Neurobiology of Disease (Aug 2003)
Kindling alters entorhinal cortex-hippocampal interaction by increased efficacy of presynaptic GABAb autoreceptors in layer III of the entorhinal cortex
Abstract
We studied the effect of kindling, a model of temporal lobe epilepsy, on the frequency-dependent information transfer from the entorhinal cortex to the hippocampus in vitro. In control rats repetitive synaptic activation of layer III projection cells resulted in a frequency dependent depression of the synaptic transfer of action potentials to the hippocampus. One-to-two-days after kindling this effect was strongly reduced.
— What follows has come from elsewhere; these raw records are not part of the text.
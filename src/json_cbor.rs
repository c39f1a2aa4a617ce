//! Direct `JSON <-> CBOR` transcoding.
//!
//! JSON strings travel as tag 37 wrapping a byte string of the literal's content with
//! its escapes intact, so `JSON -> CBOR -> JSON` reproduces strings byte for byte. Under
//! [`NumberKind::JsonNumber`] numbers travel as tag 38 wrapping their text.

use crate::config::{Config, NumberKind};
use crate::decode::{cbor_to_value, head, Head};
use crate::encode::{encode_bytes, encode_num, encode_tag, encode_text, Pending, FALSE, NULL, TRUE};
use crate::error::{err, Error, ErrorCode};
use crate::json::{check_string_content, write_string, write_value, Lexer, Token};
use crate::number::{parse_number, scan_number, write_f32, write_f64, write_i64, write_u64};
use crate::sink::{Sink, SliceSink};
use crate::utf8;
use crate::value::tag;
use crate::wire::{
    read_be_u32, read_be_u64, read_len, read_string, read_u8, read_uint, split, BREAK,
    MAJOR_ARRAY, MAJOR_MAP,
};

/// Emit the raw JSON string content as a tag-37 byte string.
pub(crate) fn encode_json_string<S: Sink>(sink: &mut S, raw: &[u8]) -> Result<(), Error> {
    encode_tag(sink, tag::JSON_STRING)?;
    encode_bytes(sink, raw)
}

fn json_value<S: Sink>(
    lx: &mut Lexer<'_>,
    sink: &mut S,
    config: &Config,
    depth: usize,
) -> Result<(), Error> {
    let start = lx.position();
    match lx.value()? {
        Token::Null => sink.write_u8(NULL),
        Token::True => sink.write_u8(TRUE),
        Token::False => sink.write_u8(FALSE),
        Token::Number { start, end } => {
            let text = lx.slice(start, end);
            if config.number_kind == NumberKind::JsonNumber {
                encode_tag(sink, tag::JSON_NUMBER)?;
                return encode_text(sink, text);
            }
            let num = parse_number(text, config.number_kind, config.strict, start)?;
            encode_num(sink, num)
        }
        Token::String(span) => encode_json_string(sink, lx.slice(span.start, span.end)),
        Token::ArrayStart => {
            let depth = config.descend(depth, start)?;
            let pending = Pending::open(sink, MAJOR_ARRAY, config.container_encoding)?;
            let mut count = 0;
            while lx.next_element(count == 0)? {
                json_value(lx, sink, config, depth)?;
                count += 1;
            }
            pending.close(sink, count)
        }
        Token::ObjectStart => {
            let depth = config.descend(depth, start)?;
            let pending = Pending::open(sink, MAJOR_MAP, config.container_encoding)?;
            let mut count = 0;
            while let Some(key) = lx.next_key(count == 0)? {
                encode_json_string(sink, lx.slice(key.start, key.end))?;
                json_value(lx, sink, config, depth)?;
                count += 1;
            }
            pending.close(sink, count)
        }
    }
}

/// Transcode one JSON value at the start of `text` into CBOR in `out`.
///
/// Returns `(read, written)`: the offset one past the value and any trailing whitespace,
/// and the number of bytes written.
///
/// # Errors
///
/// Returns `Malformed` at the first grammar violation, `NumberOutOfRange` when a number
/// does not fit the configured kind, and `BufferFull` when `out` is too small.
pub fn json_to_cbor(text: &[u8], out: &mut [u8], config: &Config) -> Result<(usize, usize), Error> {
    let mut lx = Lexer::new(text, config.space_kind);
    let mut sink = SliceSink::new(out);
    json_value(&mut lx, &mut sink, config, 0)?;
    Ok((lx.finish(), sink.position()))
}

/// Header-by-header CBOR reader writing JSON.
struct CborToJson<'a, 'c> {
    data: &'a [u8],
    pos: usize,
    config: &'c Config,
}

impl<'a> CborToJson<'a, '_> {
    fn string_body(&mut self) -> Result<&'a [u8], Error> {
        read_string(self.data, &mut self.pos)
    }

    /// Whether a break-stop closes the current container, consuming it.
    fn at_break(&mut self, remaining: Option<usize>) -> Result<bool, Error> {
        match remaining {
            Some(n) => Ok(n == 0),
            None => match self.data.get(self.pos) {
                Some(&BREAK) => {
                    self.pos += 1;
                    Ok(true)
                }
                Some(_) => Ok(false),
                None => Err(err(ErrorCode::UnexpectedEof, self.pos)),
            },
        }
    }

    fn key<S: Sink>(&mut self, sink: &mut S) -> Result<(), Error> {
        let off = self.pos;
        let ib = *self
            .data
            .get(off)
            .ok_or_else(|| err(ErrorCode::UnexpectedEof, off))?;
        match head(ib) {
            Head::Text => {
                let body = self.string_body()?;
                write_string(sink, utf8::validate(body, off)?.as_bytes())
            }
            Head::Tag => {
                self.pos += 1;
                let number = read_uint(self.data, &mut self.pos, split(ib).1, off)?;
                if number != tag::JSON_STRING {
                    return Err(err(ErrorCode::MapKeyMustBeText, off));
                }
                self.raw_string(sink)
            }
            _ => Err(err(ErrorCode::MapKeyMustBeText, off)),
        }
    }

    /// Re-quote a tag-37 payload.
    /// Write a tag-37 payload between quotes; it must already be valid string content.
    fn raw_string<S: Sink>(&mut self, sink: &mut S) -> Result<(), Error> {
        let raw = self.string_body()?;
        check_string_content(raw, self.pos - raw.len())?;
        sink.write_u8(b'"')?;
        sink.write(raw)?;
        sink.write_u8(b'"')
    }

    fn tagged<S: Sink>(
        &mut self,
        sink: &mut S,
        number: u64,
        off: usize,
        depth: usize,
    ) -> Result<(), Error> {
        match number {
            tag::JSON_STRING => self.raw_string(sink),
            tag::JSON_NUMBER => {
                let raw = self.string_body()?;
                match scan_number(raw, 0) {
                    Ok((end, _)) if end == raw.len() => sink.write(raw),
                    _ => Err(err(ErrorCode::InvalidNumber, off)),
                }
            }
            tag::SELF_DESCRIBE => self.item(sink, depth),
            tag::DATE_TIME
            | tag::EPOCH
            | tag::POS_BIGNUM
            | tag::NEG_BIGNUM
            | tag::DECIMAL_FRACTION => {
                let (value, used) = cbor_to_value(&self.data[off..], self.config)
                    .map_err(|e| err(e.code, off + e.offset))?;
                self.pos = off + used;
                write_value(sink, &value, self.config, depth)
            }
            _ => Err(err(ErrorCode::NotJsonRepresentable, off)),
        }
    }

    fn item<S: Sink>(&mut self, sink: &mut S, depth: usize) -> Result<(), Error> {
        let off = self.pos;
        let ib = read_u8(self.data, &mut self.pos)?;
        let (_, ai) = split(ib);
        match head(ib) {
            Head::Uint => write_u64(sink, read_uint(self.data, &mut self.pos, ai, off)?),
            Head::Nint => {
                let n = read_uint(self.data, &mut self.pos, ai, off)?;
                let n = i64::try_from(n).map_err(|_| err(ErrorCode::IntegerOverflow, off))?;
                write_i64(sink, -1 - n)
            }
            Head::Text => {
                self.pos = off;
                let body = self.string_body()?;
                write_string(sink, utf8::validate(body, off)?.as_bytes())
            }
            Head::Array | Head::IndefiniteArray => {
                let depth = self.config.descend(depth, off)?;
                let mut remaining = read_len(self.data, &mut self.pos, ai, off)?;
                sink.write_u8(b'[')?;
                let mut first = true;
                while !self.at_break(remaining)? {
                    if !first {
                        sink.write_u8(b',')?;
                    }
                    first = false;
                    self.item(sink, depth)?;
                    remaining = remaining.map(|n| n - 1);
                }
                sink.write_u8(b']')
            }
            Head::Map | Head::IndefiniteMap => {
                let depth = self.config.descend(depth, off)?;
                let mut remaining = read_len(self.data, &mut self.pos, ai, off)?;
                sink.write_u8(b'{')?;
                let mut first = true;
                while !self.at_break(remaining)? {
                    if !first {
                        sink.write_u8(b',')?;
                    }
                    first = false;
                    self.key(sink)?;
                    sink.write_u8(b':')?;
                    self.item(sink, depth)?;
                    remaining = remaining.map(|n| n - 1);
                }
                sink.write_u8(b'}')
            }
            Head::Tag => {
                let depth = self.config.descend(depth, off)?;
                let number = read_uint(self.data, &mut self.pos, ai, off)?;
                self.tagged(sink, number, off, depth)
            }
            Head::False => sink.write(b"false"),
            Head::True => sink.write(b"true"),
            Head::Null => sink.write(b"null"),
            Head::Float32 => {
                let bits = read_be_u32(self.data, &mut self.pos)?;
                write_f32(sink, f32::from_bits(bits))
            }
            Head::Float64 => {
                let bits = read_be_u64(self.data, &mut self.pos)?;
                write_f64(sink, f64::from_bits(bits))
            }
            Head::Bytes | Head::Undefined | Head::Simple => {
                Err(err(ErrorCode::NotJsonRepresentable, off))
            }
            Head::Float16 => Err(err(ErrorCode::Float16, off)),
            Head::Break => Err(err(ErrorCode::UnexpectedBreak, off)),
            Head::IndefiniteBytes | Head::IndefiniteText => {
                Err(err(ErrorCode::IndefiniteChunks, off))
            }
            Head::IndefiniteInvalid => Err(err(ErrorCode::IndefiniteInvalid, off)),
            Head::Reserved => Err(err(ErrorCode::ReservedAdditionalInfo, off)),
        }
    }
}

/// Transcode one CBOR data item at the start of `data` into JSON text in `out`.
///
/// Returns `(read, written)`. Tag 37 re-quotes its raw content, tag 38 writes its raw
/// number text, tag 0 renders as a string, tags 1 to 4 as numbers, and tag 55799 is
/// transparent.
///
/// # Errors
///
/// Returns `NotJsonRepresentable` for byte strings, undefined, simple values and other
/// tags; `Malformed` for ill-formed CBOR; `BufferFull` when `out` is too small.
pub fn cbor_to_json(data: &[u8], out: &mut [u8], config: &Config) -> Result<(usize, usize), Error> {
    let mut rd = CborToJson {
        data,
        pos: 0,
        config,
    };
    let mut sink = SliceSink::new(out);
    rd.item(&mut sink, 0)?;
    Ok((rd.pos, sink.position()))
}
Although no substantial change in synaptic inhibition upon single electrical stimulation was detected in kindled rats, there was a significant depression in the prolonged inhibition following high frequency stimulation. In kindled animals, paired-pulse depression (PPD) of stimulus-evoked IPSCs in layer III neurons was significantly stronger than in control rats. The increase of PPD is most likely caused by an increased presynaptic GABAB receptor-mediated autoinhibition. In kindled animals activation of presynaptic GABAB receptors by baclofen (10 μM) suppressed monosynaptic IPSCs significantly more than in control rats. In contrast, activation of postsynaptic GABAB receptors by baclofen was accompanied by comparable changes of the membrane conductance in both animal groups. Thus, in kindled animals activation of the layer III-CA1 pathway is facilitated by an increased GABAB receptor-mediated autoinhibition leading to an enhanced activation of the monosynaptic EC-CA1 pathway.